At work today I was assisting this sweet elderly lady who has dementia. Attempting to engage her in conversation I mentioned that Christmas was in just a few days. She didn't have much of a reaction to this news. To help orientate her I said "it's Dec.20th today and you would never believe it looking outside, it's such a gorgeous sunny day." And it was. Though somewhat on the colder side, the day was brilliantly lit by the rays of a nearly winter sun.  I continued, "I can't imagine having Christmas when it's so sunny outside" (usually weather is quite miserable around here for the holidays). My patient still gave no indication that she was following the conversation. "Mind you," I said, "it's usually sunny in Florida and they seem to manage Christmas just fine." My patient finally roused herself to speak and quite definitively said, "Florida?
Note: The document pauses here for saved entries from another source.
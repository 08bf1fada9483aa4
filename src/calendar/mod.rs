pub mod date;
pub mod validator;

pub use date::CalendarDate;
pub use validator::{validate, validate_range, validate_value};
use indicatif::{ProgressBar, ProgressStyle};
use std::time::Duration;

/// Progress display for imports. Silent reporters do nothing, which keeps
/// tests and non-interactive runs quiet.
pub struct ProgressReporter {
    progress_bar: Option<ProgressBar>,
}

impl ProgressReporter {
    pub fn new(total: u64, message: &str, silent: bool) -> Self {
        if silent {
            return Self { progress_bar: None };
        }

        let pb = ProgressBar::new(total);
        pb.set_style(
            ProgressStyle::default_bar()
                .template("{msg}\n{spinner:.green} [{elapsed_precise}] [{bar:40.cyan/blue}] {pos}/{len} ({eta})")
                .unwrap_or_else(|_| ProgressStyle::default_bar())
                .progress_chars("#>-"),
        );
        pb.set_message(message.to_string());
        pb.enable_steady_tick(Duration::from_millis(100));

        Self {
            progress_bar: Some(pb),
        }
    }

    pub fn new_spinner(message: &str, silent: bool) -> Self {
        if silent {
            return Self { progress_bar: None };
        }

        let pb = ProgressBar::new_spinner();
        pb.set_style(
            ProgressStyle::default_spinner()
                .template("{spinner:.green} {msg}")
                .unwrap_or_else(|_| ProgressStyle::default_spinner()),
        );
        pb.set_message(message.to_string());
        pb.enable_steady_tick(Duration::from_millis(100));

        Self {
            progress_bar: Some(pb),
        }
    }

    pub fn increment(&self, delta: u64) {
        if let Some(ref pb) = self.progress_bar {
            pb.inc(delta);
        }
    }

    pub fn set_message(&self, message: &str) {
        if let Some(ref pb) = self.progress_bar {
            pb.set_message(message.to_string());
        }
    }

    pub fn finish_with_message(&self, message: &str) {
        if let Some(ref pb) = self.progress_bar {
            pb.finish_with_message(message.to_string());
        }
    }
}

impl Drop for ProgressReporter {
    fn drop(&mut self) {
        if let Some(ref pb) = self.progress_bar {
            if !pb.is_finished() {
                pb.finish();
            }
        }
    }
}

#[cfg(test)]
mod tests {
    use super::*;

    #[test]
    fn test_silent_reporter_is_inert() {
        let progress = ProgressReporter::new(10, "importing", true);
        assert!(progress.progress_bar.is_none());
        progress.increment(5);
        progress.set_message("still importing");
        progress.finish_with_message("done");
    }
}
use std::fmt;

use thiserror::Error;

use crate::calendar::CalendarDate;

pub type Result<T> = std::result::Result<T, ClimateError>;

/// Why a date string was refused by the calendar validator.
#[derive(Debug, Clone, Copy, PartialEq, Eq)]
pub enum DateRejection {
    NotAString,
    Malformed,
    MonthOutOfRange(u32),
    DayOutOfRange { day: u32, max: u32 },
}

impl fmt::Display for DateRejection {
    fn fmt(&self, f: &mut fmt::Formatter<'_>) -> fmt::Result {
        match self {
            DateRejection::NotAString => write!(f, "date must be given as a string"),
            DateRejection::Malformed => write!(f, "expected the YYYY-MM-DD format"),
            DateRejection::MonthOutOfRange(month) => {
                write!(f, "month {} does not exist", month)
            }
            DateRejection::DayOutOfRange { day, max } => {
                write!(f, "day {} is outside 1..={} for that month", day, max)
            }
        }
    }
}

#[derive(Error, Debug)]
pub enum ClimateError {
    #[error("Invalid date '{value}': {reason}")]
    InvalidDate { value: String, reason: DateRejection },

    #[error("Invalid date range: start {start} is later than end {end}")]
    InvalidRange {
        start: CalendarDate,
        end: CalendarDate,
    },

    #[error("No data available: {context}")]
    NoData { context: String },

    #[error("Database error: {0}")]
    Database(#[from] sqlx::Error),

    #[error("File I/O error: {0}")]
    Io(#[from] std::io::Error),

    #[error("CSV parsing error: {0}")]
    Csv(#[from] csv::Error),

    #[error("Configuration error: {0}")]
    Config(#[from] ::config::ConfigError),

    #[error("Validation error: {0}")]
    Validation(#[from] validator::ValidationErrors),

    #[error("Table '{table}' is missing expected columns: {}", .missing.join(", "))]
    SchemaMismatch { table: String, missing: Vec<String> },

    #[error("Corrupt stored row, {value}: {reason}")]
    CorruptRow { value: String, reason: String },

    #[error("Invalid data format: {0}")]
    InvalidFormat(String),
}

impl ClimateError {
    pub fn no_data(context: impl Into<String>) -> Self {
        ClimateError::NoData {
            context: context.into(),
        }
    }

    /// Short machine-readable name used in API error bodies.
    pub fn kind(&self) -> &'static str {
        match self {
            ClimateError::InvalidDate { .. } => "invalid_date",
            ClimateError::InvalidRange { .. } => "invalid_range",
            ClimateError::NoData { .. } => "no_data",
            ClimateError::Database(_) => "database",
            ClimateError::Io(_) => "io",
            ClimateError::Csv(_) => "csv",
            ClimateError::Config(_) => "config",
            ClimateError::Validation(_) => "validation",
            ClimateError::SchemaMismatch { .. } => "schema_mismatch",
            ClimateError::CorruptRow { .. } => "corrupt_row",
            ClimateError::InvalidFormat(_) => "invalid_format",
        }
    }

    /// True for errors caused by the caller's input rather than the service.
    pub fn is_client_error(&self) -> bool {
        matches!(
            self,
            ClimateError::InvalidDate { .. }
                | ClimateError::InvalidRange { .. }
                | ClimateError::NoData { .. }
        )
    }
}
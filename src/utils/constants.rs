/// Days per month in a common year; February gains a day in leap years
pub const MONTH_LENGTHS: [u32; 12] = [31, 28, 31, 30, 31, 30, 31, 31, 30, 31, 30, 31];

/// Length of the recency window, a fixed day offset rather than a calendar year
pub const RECENCY_WINDOW_DAYS: i64 = 365;

/// Table names
pub const MEASUREMENT_TABLE: &str = "measurement";
pub const STATION_TABLE: &str = "station";

/// Columns the query layer reads
pub const MEASUREMENT_COLUMNS: &[&str] = &["station", "date", "prcp", "tobs"];
pub const STATION_COLUMNS: &[&str] = &["station"];

/// Route prefix
pub const API_PREFIX: &str = "/api/v1.0";

/// Configuration defaults
pub const DEFAULT_DATABASE_URL: &str = "sqlite://Resources/hawaii.sqlite";
pub const DEFAULT_BIND_ADDRESS: &str = "127.0.0.1:5000";
pub const DEFAULT_MAX_CONNECTIONS: u32 = 5;
pub const DEFAULT_CONFIG_FILE: &str = "climate-api";
pub const ENV_PREFIX: &str = "CLIMATE_API";

/// Rows per transaction when importing CSV data
pub const DEFAULT_IMPORT_BATCH_SIZE: usize = 1000;
//! HTTP surface: one router, five read-only JSON routes and an index page.

pub mod error;
pub mod handlers;

use axum::routing::get;
use axum::Router;
use tokio::net::TcpListener;
use tracing::info;

use crate::error::Result;
use crate::store::MeasurementStore;
use crate::utils::constants::API_PREFIX;

pub use error::ErrorBody;

pub fn router<S>(store: S) -> Router
where
    S: MeasurementStore + Clone + 'static,
{
    let api = Router::new()
        .route("/precipitation", get(handlers::precipitation::<S>))
        .route("/stations", get(handlers::stations::<S>))
        .route("/tobs", get(handlers::tobs::<S>))
        .route("/{start}", get(handlers::metrics_from::<S>))
        .route("/{start}/{end}", get(handlers::metrics_between::<S>));

    Router::new()
        .route("/", get(handlers::index))
        .nest(API_PREFIX, api)
        .with_state(store)
}

/// Serve until Ctrl-C.
pub async fn serve<S>(store: S, bind_address: &str) -> Result<()>
where
    S: MeasurementStore + Clone + 'static,
{
    let listener = TcpListener::bind(bind_address).await?;
    info!("Listening on http://{}", listener.local_addr()?);

    axum::serve(listener, router(store))
        .with_graceful_shutdown(shutdown_signal())
        .await?;

    info!("Server stopped");
    Ok(())
}

async fn shutdown_signal() {
    if let Err(e) = tokio::signal::ctrl_c().await {
        tracing::error!("Failed to listen for shutdown signal: {}", e);
    }
}
impl TadoClient {
    /// Exchanges `refresh_token` for an access token right away, so bad credentials
    /// surface at startup.
    pub fn new(
        refresh_token: impl Into<String>,
        token_file: Option<PathBuf>,
        request_timeout: Duration,
    ) -> Result<Self, TadoClientError> {
        let config = ureq::Agent::config_builder()
            .timeout_global(Some(request_timeout))
            .http_status_as_error(false)
            .build();

        let client = TadoClient {
            agent: ureq::Agent::new_with_config(config),
            oauth: RefCell::new(OAuthState {
                token: None,
                refresh_token: refresh_token.into(),
            }),
            token_file,
        };
        client.refresh_access_token()?;
        Ok(client)
    }

    fn url(path: &str) -> String {
        if path.starts_with('/') {
            format!("{}{}", BASE_URL, path)
        } else {
            format!("{}/{}", BASE_URL, path)
        }
    }

    fn refresh_access_token(&self) -> Result<String, TadoClientError> {
        #[derive(serde::Deserialize)]
        struct R {
            access_token: String,
            expires_in: u64,
            #[serde(default)]
            refresh_token: Option<String>,
        }

        let current = self.oauth.borrow().refresh_token.clone();
        let mut resp = self
            .agent
            .post(OAUTH_TOKEN_URL)
            .header("Accept", "application/json")
            .send_form([
                ("client_id", OAUTH_CLIENT_ID),
                ("grant_type", "refresh_token"),
                ("refresh_token", current.as_str()),
            ])?;
        let status = resp.status();
        let body = resp.body_mut().read_to_string()?;
        if !status.is_success() {
            return Err(TadoClientError::Auth(format!("http {}: {}", status.as_u16(), body)));
        }

        let R {
            access_token,
            expires_in,
            refresh_token,
        } = decode(&body)?;

        let mut state = self.oauth.borrow_mut();
        if let Some(rotated) = refresh_token.filter(|r| *r != state.refresh_token) {
            self.persist_refresh_token(&rotated);
            state.refresh_token = rotated;
        }
        state.token = Some(OAuthToken {
            access_token: access_token.clone(),
            expires_at: Instant::now() + Duration::from_secs(expires_in),
        });
        debug!("Obtained access token (expires in {}s)", expires_in);
        Ok(access_token)
    }

    fn persist_refresh_token(&self, token: &str) {
        let Some(path) = self.token_file.as_ref() else {
            return;
        };
        // The in-memory token keeps working; only a restart would need the file.
        if let Err(e) = std::fs::write(path, token) {
            warn!("Could not persist rotated refresh token to {}: {}", path.display(), e);
        }
    }

    fn bearer(&self) -> Result<String, TadoClientError> {
        let cached = self
            .oauth
            .borrow()
            .token
            .as_ref()
            .filter(|t| Instant::now() + TOKEN_EXPIRY_MARGIN < t.expires_at)
            .map(|t| t.access_token.clone());
        match cached {
            Some(token) => Ok(token),
            None => self.refresh_access_token(),
        }
    }

    fn call(&self, url: &str, token: &str) -> Result<http::Response<ureq::Body>, TadoClientError> {
        Ok(self
            .agent
            .get(url)
            .header("Accept", "application/json")
            .header("Authorization", format!("Bearer {}", token))
            .call()?)
    }

    fn get_json<T: DeserializeOwned>(&self, path: &str) -> Result<T, TadoClientError> {
        let url = Self::url(path);
        let mut resp = self.call(&url, &self.bearer()?)?;

        // Retry once on 401 after forcing a refresh
        if resp.status() == StatusCode::UNAUTHORIZED {
            debug!("401 from {}; refreshing access token", path);
            let token = self.refresh_access_token()?;
            resp = self.call(&url, &token)?;
        }

        let status = resp.status();
        let body = resp.body_mut().read_to_string()?;
        if !status.is_success() {
            return Err(TadoClientError::Http {
                status: status.as_u16(),
                message: body,
            });
        }
        decode(&body)
    }

    pub fn get_me(&self) -> Result<tado::User, TadoClientError> {
        self.get_json("/me")
    }

    pub fn get_mobile_devices(&self, home_id: HomeId) -> Result<Vec<tado::MobileDevice>, TadoClientError> {
        self.get_json(&format!("/homes/{}/mobileDevices", home_id.0))
    }

    pub fn get_weather(&self, home_id: HomeId) -> Result<tado::Weather, TadoClientError> {
        self.get_json(&format!("/homes/{}/weather", home_id.0))
    }

    pub fn get_zones(&self, home_id: HomeId) -> Result<Vec<tado::Zone>, TadoClientError> {
        self.get_json(&format!("/homes/{}/zones", home_id.0))
    }

    pub fn get_zone_state(&self, home_id: HomeId, zone_id: ZoneId) -> Result<tado::ZoneState, TadoClientError> {
        self.get_json(&format!("/homes/{}/zones/{}/state", home_id.0, zone_id.0))
    }
}

fn decode<T: DeserializeOwned>(body: &str) -> Result<T, TadoClientError> {
    let de = &mut serde_json::Deserializer::from_str(body);
    serde_path_to_error::deserialize(de).map_err(|e| TadoClientError::Json {
        path: e.path().to_string(),
        source: e.into_inner(),
    })
}

/// Picks `wanted` if the account has it, otherwise the account's lowest home id.
pub fn select_home(me: &tado::User, wanted: Option<HomeId>) -> Result<HomeId, TadoClientError> {
    let mut homes = me
        .homes
        .as_deref()
        .unwrap_or(&[])
        .iter()
        .filter_map(|h| h.id)
        .collect::<Vec<_>>();
    homes.sort_unstable();

    match wanted {
        Some(id) if homes.contains(&id) => Ok(id),
        Some(id) => Err(TadoClientError::HomeNotFound(id.0)),
        None => homes
            .first()
            .copied()
            .ok_or_else(|| TadoClientError::Malformed("account has no homes".into())),
    }
}

/// One home of a [`TadoClient`], as a poll source.
pub struct TadoHome {
    client: TadoClient,
    home_id: HomeId,
}

impl TadoHome {
    pub fn new(client: TadoClient, home_id: HomeId) -> Self {
        TadoHome { client, home_id }
    }
}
Florida is disappearing." .....okkkayy then. I won't argue.

Tuesday, December 20, 2011

Hello World!

...and so I begin to write, though for what purpose I do not entirely know. Perhaps a desire to undertake a new project and change the world, or it could be that boredom simply propels me. My hope is that through this new adventure I might broaden horizons (both yours and mine). I have always wanted to compose grandiose scripts with my words but until now have never made any significant effort. Wherever my bumbling attempt takes me, I hope to be better for having tried.